Why Each Hook Matters¶

ruff: Format and lint in one pass. Agents follow consistent style.
basedpyright: Type checking catches type errors before runtime.
vulture: Detects unused code. Prevents dead code accumulation.
bandit: Security scanning. Prevents eval(), unsafe yaml.load(), etc.
deptry: Dependency health. Catches unused imports and missing dependencies.
mockbuster: Prevents mock usage. Enforces real implementations (see below).
cliqa: CLI quality assurance. Validates CLI help text, examples, commands (see below).
runbook examples: Documentation stays up-to-date.
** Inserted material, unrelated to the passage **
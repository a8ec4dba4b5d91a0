//! examples of usage of RustedFuncAnalysis
/// Function analysis examples: report, domain, range, intercepts, point values, sampling
pub mod analysis_examples;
Configuration tip: Configure tools in pyproject.toml for single source of truth:

[tool.ruff]
line-length = 100
target-version = "py313"

[tool.ruff.lint]
select = ["E", "W", "F", "I", "B", "UP", "SIM", "PT"]
ignore = ["E501"]  # Line too long (handled by formatter)

[tool.basedpyright]
typeCheckingMode = "basic"
reportMissingImports = "error"
reportUndefinedVariable = "error"

[tool.bandit]
exclude_dirs = ["tests/", "scripts/"]
skips = ["B101", "B404", "B603"]

[tool.vulture]
min_confidence = 80
paths = ["myproject"]

Impact: Pre-commit hooks catch ~80% of issues before CI, giving agents instant feedback.

6. Mock Detection: Enforce Real Implementations¶

Why it matters: Mocks hide bugs. Tests with mocks pass even when real code is broken. Agents should use real implementations or test doubles.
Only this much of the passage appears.